_Given data_.
//! # Playground recipes
//!
//! Recipes turn flags and generated artifacts into a component tree:
//!
//! - [`Recipe`] is the trait every built-in recipe implements
//! - [`ComponentRegistry`] holds the built-in service kinds recipes and YAML
//!   overrides instantiate
//! - [`YamlRecipe`] patches a built-in recipe with a YAML document
//! - [`prepare`] runs the whole pipeline and writes `manifest.json`
//!
//! ## Example
//!
//! ```rust,no_run
//! use playground_artifacts::ArtifactsBuilder;
//! use playground_manifest::{ExContext, Output};
//! use playground_recipes::{ComponentRegistry, load_recipe, prepare};
//!
//! # fn example() -> playground_recipes::Result<()> {
//! let recipe = load_recipe("l1")?;
//! let mut flags = recipe.flags();
//! flags.set("latest-fork")?;
//!
//! let output = Output::new("/tmp/playground")?;
//! let prepared = prepare(
//!     &recipe,
//!     &flags,
//!     ArtifactsBuilder::new(),
//!     ExContext::default(),
//!     &output,
//!     &ComponentRegistry::builtin(),
//! )?;
//! println!("session {}", prepared.manifest.id);
//! # Ok(())
//! # }
//! ```

#![warn(missing_docs)]
#![warn(unsafe_code)]

pub mod components;
mod error;
mod flags;
mod recipe;
pub mod recipes;
mod registry;
pub mod yaml;

pub use error::{Error, Result};
pub use flags::{Flag, FlagSet, FlagValue};
pub use recipe::{Prepared, Recipe, RecipeContext, endpoints, host_endpoint, prepare};
pub use recipes::{builtin_recipes, find_recipe, load_recipe};
pub use registry::{ComponentFactory, ComponentRegistry};
pub use yaml::YamlRecipe;
//! # Playground runner
//!
//! Runs a [`Manifest`](playground_manifest::Manifest) on the local machine.
//!
//! Container services become a docker compose project named after the
//! session id. Services marked to run on the host are spawned as child
//! processes with their container paths rewritten to the session directory,
//! and lifecycle services run their shell hooks. The runner reserves host
//! ports, pulls missing images, tails every container's log into
//! `logs/<service>.log` and reports the first service death as a
//! session-fatal error.
//!
//! ## Example
//!
//! ```rust,no_run
//! use playground_manifest::{Manifest, Output};
//! use playground_runner::{DockerCli, LocalRunner, RunnerConfig};
//! use std::sync::Arc;
//!
//! # async fn example(manifest: Manifest, output: Output) -> playground_runner::Result<()> {
//! let runner = LocalRunner::prepare(
//!     manifest,
//!     output,
//!     Arc::new(DockerCli::new()),
//!     RunnerConfig::new().with_bind_locally(true),
//! )
//! .await?;
//! runner.start().await?;
//! runner.wait_for_ready().await?;
//! let reason = runner.wait_for_exit().await;
//! println!("session ended: {}", reason);
//! runner.stop().await?;
//! # Ok(())
//! # }
//! ```

#![warn(missing_docs)]
#![warn(unsafe_code)]

pub mod compose;
mod config;
mod docker;
mod error;
mod host;
mod lifecycle;
mod ports;
mod pull;
pub mod release;
mod runner;
pub mod runtime;
mod state;
pub mod watchdog;

pub use config::{
    DEFAULT_DEPENDENCY_TIMEOUT, DEFAULT_PULL_PARALLELISM, LINUX_HOST_GATEWAY, RunnerConfig,
};
pub use docker::DockerCli;
pub use error::{Error, Result, TAIL_LINES, failure_report, tail};
pub use ports::{MAX_PORT_ATTEMPTS, PortReserver};
pub use pull::{ImagePuller, PullEvent};
pub use runner::{LocalRunner, teardown};
pub use runtime::{ContainerEvent, ContainerInfo, ContainerRuntime, EventKind};
pub use state::{ExitSignal, HostHandle, StateHandle, TaskState, TaskStatus};
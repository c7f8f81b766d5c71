//! Compose document emission.
//!
//! Container services become compose services on one session network so they
//! reach each other by service name. Host and lifecycle services are left
//! out; containers reach them through `host.docker.internal`.

use crate::config::{LINUX_HOST_GATEWAY, RunnerConfig};
use crate::runtime::{LABEL_PLAYGROUND, LABEL_PORT_PREFIX, LABEL_SERVICE, LABEL_SESSION};
use crate::Result;
use playground_manifest::template::HOST_DOCKER_INTERNAL;
use playground_manifest::{
    DependsOnCondition, Manifest, Output, Probe, Protocol, ReadyCheck, Service, VolumeKind, duration,
};
use serde::{Deserialize, Serialize};
use std::collections::BTreeMap;
use std::path::PathBuf;
use std::time::Duration;

/// File name of the compose document in the session directory
pub const COMPOSE_FILE: &str = "docker-compose.yaml";

/// Mount point of the session directory inside every container
pub const ARTIFACTS_MOUNT: &str = "/artifacts";

/// Directory under the session output holding local bind volumes
pub const VOLUMES_DIR: &str = "volumes";

/// Name of the session network
pub const NETWORK: &str = "playground";

/// Grace period before a stopping container is killed
pub const STOP_GRACE_PERIOD: Duration = Duration::from_secs(30);

/// A compose document
#[derive(Debug, Clone, Default, PartialEq, Serialize, Deserialize)]
#[serde(default)]
pub struct ComposeFile {
    /// Services by name
    pub services: BTreeMap<String, ComposeService>,
    /// Networks by name
    pub networks: BTreeMap<String, ComposeNetwork>,
    /// Volumes by name
    #[serde(skip_serializing_if = "BTreeMap::is_empty")]
    pub volumes: BTreeMap<String, ComposeVolume>,
}

/// A compose network
#[derive(Debug, Clone, Default, PartialEq, Serialize, Deserialize)]
pub struct ComposeNetwork {
    /// Driver name
    pub driver: String,
}

/// A compose volume
#[derive(Debug, Clone, Default, PartialEq, Serialize, Deserialize)]
#[serde(default)]
pub struct ComposeVolume {
    /// Managed outside the project
    #[serde(skip_serializing_if = "std::ops::Not::not")]
    pub external: bool,
}

/// One compose service
#[derive(Debug, Clone, Default, PartialEq, Serialize, Deserialize)]
#[serde(default)]
pub struct ComposeService {
    /// `image:tag`
    pub image: String,
    /// Entrypoint override
    #[serde(skip_serializing_if = "Option::is_none")]
    pub entrypoint: Option<Vec<String>>,
    /// Resolved args
    #[serde(skip_serializing_if = "Vec::is_empty")]
    pub command: Vec<String>,
    /// Resolved environment
    #[serde(skip_serializing_if = "BTreeMap::is_empty")]
    pub environment: BTreeMap<String, String>,
    /// `source:target` mounts
    pub volumes: Vec<String>,
    /// `[ip:]host:container[/udp]` publications
    #[serde(skip_serializing_if = "Vec::is_empty")]
    pub ports: Vec<String>,
    /// Container labels
    pub labels: BTreeMap<String, String>,
    /// Healthcheck derived from the ready check
    #[serde(skip_serializing_if = "Option::is_none")]
    pub healthcheck: Option<Healthcheck>,
    /// Startup dependencies
    #[serde(skip_serializing_if = "BTreeMap::is_empty")]
    pub depends_on: BTreeMap<String, ComposeDependsOn>,
    /// Networks joined
    pub networks: Vec<String>,
    /// Extra `/etc/hosts` entries
    #[serde(skip_serializing_if = "Vec::is_empty")]
    pub extra_hosts: Vec<String>,
    /// Image platform
    #[serde(skip_serializing_if = "Option::is_none")]
    pub platform: Option<String>,
    /// Privileged mode
    #[serde(skip_serializing_if = "std::ops::Not::not")]
    pub privileged: bool,
    /// Time between SIGTERM and SIGKILL on stop
    pub stop_grace_period: String,
}

/// A compose healthcheck
#[derive(Debug, Clone, PartialEq, Serialize, Deserialize)]
pub struct Healthcheck {
    /// `CMD`/`CMD-SHELL` test
    pub test: Vec<String>,
    /// Probe interval
    pub interval: String,
    /// Probe timeout
    pub timeout: String,
    /// Failures before unhealthy
    pub retries: u32,
    /// Grace period
    pub start_period: String,
}

/// Condition of a compose dependency
#[derive(Debug, Clone, PartialEq, Serialize, Deserialize)]
pub struct ComposeDependsOn {
    /// `service_healthy` or `service_started`
    pub condition: String,
}

/// Shell test for a ready check
pub fn healthcheck_test(check: &ReadyCheck) -> Vec<String> {
    let shell = |script: String| vec!["CMD-SHELL".to_string(), script];
    match &check.probe {
        Probe::Http { url, use_nc: true } => match check.port() {
            Some(port) => shell(format!("nc -z localhost {}", port)),
            None => shell(format!("nc -z {}", url)),
        },
        Probe::Http { url, use_nc: false } => shell(format!(
            "wget -q -O /dev/null '{url}' || curl -fsS -o /dev/null '{url}'"
        )),
        Probe::Tcp { port } => shell(format!("nc -z localhost {}", port)),
        Probe::Command { test } => test.clone(),
    }
}

fn healthcheck(check: &ReadyCheck) -> Healthcheck {
    Healthcheck {
        test: healthcheck_test(check),
        interval: duration::format(check.interval),
        timeout: duration::format(check.timeout),
        retries: check.retries,
        start_period: duration::format(check.start_period),
    }
}

/// Host directory backing a local bind volume
pub fn volume_dir(output: &Output, name: &str) -> PathBuf {
    output.path(VOLUMES_DIR).join(name)
}

fn port_spec(host_port: u16, container_port: u16, protocol: Protocol, bind_locally: bool) -> String {
    let mut spec = String::new();
    if bind_locally {
        spec.push_str("127.0.0.1:");
    }
    spec.push_str(&format!("{}:{}", host_port, container_port));
    if protocol == Protocol::Udp {
        spec.push_str("/udp");
    }
    spec
}

fn compose_service(
    manifest: &Manifest,
    service: &Service,
    output: &Output,
    config: &RunnerConfig,
    doc: &mut ComposeFile,
) -> Result<ComposeService> {
    let image = service.image_ref().unwrap_or_default();

    let mut volumes = vec![format!("{}:{}", output.dir().display(), ARTIFACTS_MOUNT)];
    for (container_path, artifact) in &service.files_mapped {
        volumes.push(format!("{}:{}", output.path(artifact).display(), container_path));
    }
    for (container_path, volume) in &service.volumes_mapped {
        let source = match volume.kind {
            VolumeKind::LocalBind => volume_dir(output, &volume.name).display().to_string(),
            VolumeKind::Shared => {
                doc.volumes.entry(volume.name.clone()).or_default();
                volume.name.clone()
            }
            VolumeKind::Named => {
                doc.volumes
                    .insert(volume.name.clone(), ComposeVolume { external: true });
                volume.name.clone()
            }
        };
        volumes.push(format!("{}:{}", source, container_path));
    }

    let mut labels = service.labels.clone();
    labels.insert(LABEL_PLAYGROUND.to_string(), "true".to_string());
    labels.insert(LABEL_SESSION.to_string(), manifest.id.clone());
    labels.insert(LABEL_SERVICE.to_string(), service.name.clone());

    let mut ports = Vec::new();
    for port in &service.ports {
        labels.insert(
            format!("{}{}", LABEL_PORT_PREFIX, port.name),
            port.container_port.to_string(),
        );
        if let Some(host_port) = port.host_port {
            ports.push(port_spec(host_port, port.container_port, port.protocol, config.bind_locally));
        }
    }

    let depends_on = service
        .depends_on
        .iter()
        .filter(|dep| manifest.service(&dep.name).is_some_and(|s| !s.runs_on_host()))
        .map(|dep| {
            let condition = match dep.condition {
                DependsOnCondition::Healthy => "service_healthy",
                DependsOnCondition::Started => "service_started",
            };
            (dep.name.clone(), ComposeDependsOn { condition: condition.to_string() })
        })
        .collect();

    let extra_hosts = if config.host_gateway {
        vec![format!("{}:{}", HOST_DOCKER_INTERNAL, LINUX_HOST_GATEWAY)]
    } else {
        Vec::new()
    };

    let grace = if service.ungraceful_shutdown { Duration::ZERO } else { STOP_GRACE_PERIOD };

    Ok(ComposeService {
        image,
        entrypoint: service.entrypoint.as_ref().map(|e| vec![e.clone()]),
        command: manifest.resolve_args(service)?,
        environment: manifest.resolve_env(service)?,
        volumes,
        ports,
        labels,
        healthcheck: service.ready_check.as_ref().map(healthcheck),
        depends_on,
        networks: vec![NETWORK.to_string()],
        extra_hosts,
        platform: config.platform.clone(),
        privileged: service.privileged,
        stop_grace_period: duration::format(grace),
    })
}

/// Build the compose document of a manifest whose ports are reserved
pub fn compose_document(manifest: &Manifest, output: &Output, config: &RunnerConfig) -> Result<ComposeFile> {
    let mut doc = ComposeFile::default();
    doc.networks
        .insert(NETWORK.to_string(), ComposeNetwork { driver: "bridge".to_string() });

    for service in manifest.container_services() {
        let entry = compose_service(manifest, service, output, config, &mut doc)?;
        doc.services.insert(service.name.clone(), entry);
    }
    Ok(doc)
}

/// Write `docker-compose.yaml`, creating local bind directories first
pub fn write_compose(manifest: &Manifest, output: &Output, config: &RunnerConfig) -> Result<PathBuf> {
    for service in &manifest.services {
        for volume in service.volumes_mapped.values() {
            if volume.kind == VolumeKind::LocalBind {
                std::fs::create_dir_all(volume_dir(output, &volume.name))?;
            }
        }
    }
    let doc = compose_document(manifest, output, config)?;
    Ok(output.write_yaml(COMPOSE_FILE, &doc)?)
}

#[cfg(test)]
mod tests {
    use super::*;
    use playground_manifest::{ComponentTree, ExContext, ReadyCheck, Volume};

    fn manifest() -> Manifest {
        let mut tree = ComponentTree::new("test");
        let root = tree.root();
        tree.add_service(
            root,
            Service::new("el")
                .with_image("reth")
                .with_tag("v1")
                .with_args(["node", "--http.port", r#"{{Port "http" 8545}}"#])
                .with_args(["--port", r#"{{Port "rlpx" 30303}}"#, "--discovery.port", r#"{{PortUDP "rlpx" 30303}}"#])
                .with_artifact("/data/genesis.json", "genesis.json")
                .with_volume("/data_reth", Volume::local_bind("el-data"))
                .with_ready_check(ReadyCheck::nc("http://localhost:8545")),
        );
        tree.add_service(
            root,
            Service::new("beacon")
                .with_image("lighthouse")
                .with_args(["--el", r#"{{Service "el" "http" "http" ""}}"#])
                .with_volume("/shared", Volume::shared("beacon-shared"))
                .depends_on_healthy("el")
                .with_ungraceful_shutdown(),
        );
        let mut manifest = Manifest::from_tree("brave-otter", "test", ExContext::default(), &tree).unwrap();
        for (i, port) in manifest.service_mut("el").unwrap().ports.iter_mut().enumerate() {
            port.host_port = Some(18545 + i as u16);
        }
        manifest
    }

    #[test]
    fn test_service_entry() {
        let dir = tempfile::tempdir().unwrap();
        let output = Output::new(dir.path()).unwrap();
        let config = RunnerConfig::new().with_bind_locally(true).with_host_gateway(true);
        let doc = compose_document(&manifest(), &output, &config).unwrap();

        let el = &doc.services["el"];
        assert_eq!(el.image, "reth:v1");
        assert_eq!(el.command, vec!["node", "--http.port", "8545", "--port", "30303", "--discovery.port", "30303"]);
        assert!(el.volumes.contains(&format!("{}:/artifacts", output.dir().display())));
        assert!(el.volumes.contains(&format!("{}:/data/genesis.json", output.path("genesis.json").display())));
        assert!(el.volumes.contains(&format!("{}:/data_reth", volume_dir(&output, "el-data").display())));
        assert!(el.ports.iter().all(|p| p.starts_with("127.0.0.1:")));
        assert!(el.ports.iter().any(|p| p.ends_with(":30303/udp")));
        assert_eq!(el.labels["playground"], "true");
        assert_eq!(el.labels["playground.session"], "brave-otter");
        assert_eq!(el.labels["service"], "el");
        assert_eq!(el.labels["port.http"], "8545");
        assert_eq!(el.extra_hosts, vec!["host.docker.internal:172.17.0.1"]);
        assert_eq!(el.stop_grace_period, "30s");

        let health = el.healthcheck.as_ref().unwrap();
        assert_eq!(health.test, vec!["CMD-SHELL", "nc -z localhost 8545"]);
        assert_eq!(health.interval, "1s");
        assert_eq!(health.retries, 10);

        let beacon = &doc.services["beacon"];
        assert_eq!(beacon.command, vec!["--el", "http://el:8545"]);
        assert_eq!(beacon.depends_on["el"].condition, "service_healthy");
        assert_eq!(beacon.stop_grace_period, "0s");
        assert!(beacon.volumes.contains(&"beacon-shared:/shared".to_string()));
        assert!(doc.volumes.contains_key("beacon-shared"));
    }

    #[test]
    fn test_http_healthcheck_script() {
        let test = healthcheck_test(&ReadyCheck::http("http://localhost:3500/eth/v1/node/syncing"));
        assert_eq!(test[0], "CMD-SHELL");
        assert!(test[1].contains("'http://localhost:3500/eth/v1/node/syncing'"));
    }

    #[test]
    fn test_write_creates_bind_dirs() {
        let dir = tempfile::tempdir().unwrap();
        let output = Output::new(dir.path()).unwrap();
        let path = write_compose(&manifest(), &output, &RunnerConfig::new()).unwrap();
        assert!(path.ends_with(COMPOSE_FILE));
        assert!(volume_dir(&output, "el-data").is_dir());

        let yaml = std::fs::read_to_string(path).unwrap();
        let parsed: serde_yaml::Value = serde_yaml::from_str(&yaml).unwrap();
        assert!(parsed["services"]["el"]["healthcheck"].is_mapping());
        assert!(parsed["networks"]["playground"].is_mapping());
    }
}
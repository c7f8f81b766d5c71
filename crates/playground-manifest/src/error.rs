//! Error types for the manifest crate

use thiserror::Error;

/// Manifest errors
#[derive(Debug, Error)]
pub enum Error {
    /// The service graph violates a structural rule
    #[error("Validation error: {0}")]
    Validation(String),

    /// A template directive could not be parsed or resolved
    #[error("Template error: {0}")]
    Template(String),

    /// A referenced service does not exist
    #[error("Service not found: {0}")]
    ServiceNotFound(String),

    /// A release descriptor cannot serve the requested platform
    #[error("Release error: {0}")]
    Release(String),

    /// IO error
    #[error("IO error: {0}")]
    Io(#[from] std::io::Error),

    /// JSON error
    #[error("JSON error: {0}")]
    Json(#[from] serde_json::Error),

    /// YAML error
    #[error("YAML error: {0}")]
    Yaml(#[from] serde_yaml::Error),
}

/// Result type for manifest operations
pub type Result<T> = std::result::Result<T, Error>;
//! The recipe abstraction and the pipeline that turns a recipe into a
//! manifest.

use crate::{ComponentRegistry, FlagSet, Result};
use playground_artifacts::{Artifacts, ArtifactsBuilder};
use playground_manifest::{ComponentTree, ExContext, Manifest, Output, session};
use std::collections::BTreeMap;
use std::sync::Arc;
use tracing::info;

/// Everything a recipe can draw on while building its component tree
pub struct RecipeContext<'a> {
    /// Execution context; recipes may designate a bootnode
    pub ex: &'a mut ExContext,
    /// Generated genesis material
    pub artifacts: &'a mut Artifacts,
    /// Flag values
    pub flags: &'a FlagSet,
    /// Registered component kinds
    pub registry: &'a ComponentRegistry,
}

/// A named generator of a component tree and its genesis configuration
pub trait Recipe: Send + Sync {
    /// Unique name
    fn name(&self) -> &str;

    /// One-line description
    fn description(&self) -> &str;

    /// Declared flags with their defaults
    fn flags(&self) -> FlagSet;

    /// Configure genesis generation
    fn artifacts(&self, builder: ArtifactsBuilder, flags: &FlagSet) -> Result<ArtifactsBuilder>;

    /// Build the component tree
    fn apply(&self, ctx: &mut RecipeContext<'_>) -> Result<ComponentTree>;

    /// User-facing endpoints of a running session
    fn output(&self, manifest: &Manifest) -> BTreeMap<String, String>;
}

/// `http://localhost:<host_port>` of a service port, once reserved
pub fn host_endpoint(manifest: &Manifest, service: &str, port: &str) -> Option<String> {
    let port = manifest.service(service)?.port(port)?;
    port.host_port.map(|p| format!("http://localhost:{}", p))
}

/// Collect the endpoints that exist out of `(label, service, port)` triples
pub fn endpoints(manifest: &Manifest, wanted: &[(&str, &str, &str)]) -> BTreeMap<String, String> {
    wanted
        .iter()
        .filter_map(|(label, service, port)| {
            host_endpoint(manifest, service, port).map(|url| (label.to_string(), url))
        })
        .collect()
}

/// Result of preparing a session
pub struct Prepared {
    /// Validated manifest, already saved to the session directory
    pub manifest: Manifest,
    /// Genesis material
    pub artifacts: Artifacts,
}

/// Generate artifacts, apply the recipe and assemble the manifest
pub fn prepare(
    recipe: &Arc<dyn Recipe>,
    flags: &FlagSet,
    builder: ArtifactsBuilder,
    mut ex: ExContext,
    output: &Output,
    registry: &ComponentRegistry,
) -> Result<Prepared> {
    let builder = recipe.artifacts(builder, flags)?;
    let mut artifacts = builder.build(output)?;
    ex.output = output.dir().to_path_buf();

    let tree = {
        let mut ctx = RecipeContext {
            ex: &mut ex,
            artifacts: &mut artifacts,
            flags,
            registry,
        };
        recipe.apply(&mut ctx)?
    };

    let manifest = Manifest::from_tree(session::new_id(), recipe.name(), ex, &tree)?;
    manifest.save(output)?;
    info!(
        "Prepared session {} from recipe {}",
        manifest.id,
        recipe.name()
    );
    Ok(Prepared { manifest, artifacts })
}
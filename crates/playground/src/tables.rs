//! Table rendering for command output.

use comfy_table::{Cell, Color, Table};
use playground_manifest::{Manifest, Service};
use playground_recipes::Recipe;
use std::collections::BTreeMap;
use std::sync::Arc;

fn kind(service: &Service) -> (&'static str, Color) {
    if service.is_lifecycle() {
        ("lifecycle", Color::Magenta)
    } else if service.is_host() {
        ("host", Color::Yellow)
    } else {
        ("container", Color::Cyan)
    }
}

fn source(service: &Service) -> String {
    if let Some(image) = service.image_ref() {
        return image;
    }
    if let Some(path) = &service.host_path {
        return path.display().to_string();
    }
    if let Some(release) = &service.release {
        return release.cache_key();
    }
    "-".to_string()
}

fn ports(service: &Service) -> String {
    service
        .ports
        .iter()
        .map(|p| match p.host_port {
            Some(host) => format!("{}: {}->{}/{}", p.name, host, p.container_port, p.protocol),
            None => format!("{}: {}/{}", p.name, p.container_port, p.protocol),
        })
        .collect::<Vec<_>>()
        .join("\n")
}

/// Services of a manifest in startup order
pub fn services(manifest: &Manifest) -> Table {
    let mut table = Table::new();
    table.set_header(vec!["SERVICE", "KIND", "IMAGE/BINARY", "PORTS"]);

    let order = manifest.startup_order().unwrap_or_default();
    for name in order {
        let Some(service) = manifest.service(name) else {
            continue;
        };
        let (kind, color) = kind(service);
        table.add_row(vec![
            Cell::new(&service.name),
            Cell::new(kind).fg(color),
            Cell::new(source(service)),
            Cell::new(ports(service)),
        ]);
    }
    table
}

/// User-facing endpoints of a running session
pub fn endpoints(endpoints: &BTreeMap<String, String>) -> Table {
    let mut table = Table::new();
    table.set_header(vec!["ENDPOINT", "URL"]);
    for (name, url) in endpoints {
        table.add_row(vec![Cell::new(name), Cell::new(url).fg(Color::Green)]);
    }
    table
}

/// Built-in recipes with their flags
pub fn recipes(recipes: &[Arc<dyn Recipe>]) -> Table {
    let mut table = Table::new();
    table.set_header(vec!["RECIPE", "DESCRIPTION", "FLAGS"]);
    for recipe in recipes {
        let flags = recipe
            .flags()
            .describe()
            .into_iter()
            .map(|(name, kind, default, description)| {
                format!("--flag {}=<{}> (default {}) {}", name, kind, default, description)
            })
            .collect::<Vec<_>>()
            .join("\n");
        table.add_row(vec![
            Cell::new(recipe.name()).fg(Color::Green),
            Cell::new(recipe.description()),
            Cell::new(flags),
        ]);
    }
    table
}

_Task goal_. From the entries above, extract every line where the word "ComposeNetwork" appears.

_Written answer_.
    pub networks: BTreeMap<String, ComposeNetwork>,
pub struct ComposeNetwork {
        .insert(NETWORK.to_string(), ComposeNetwork { driver: "bridge".to_string() });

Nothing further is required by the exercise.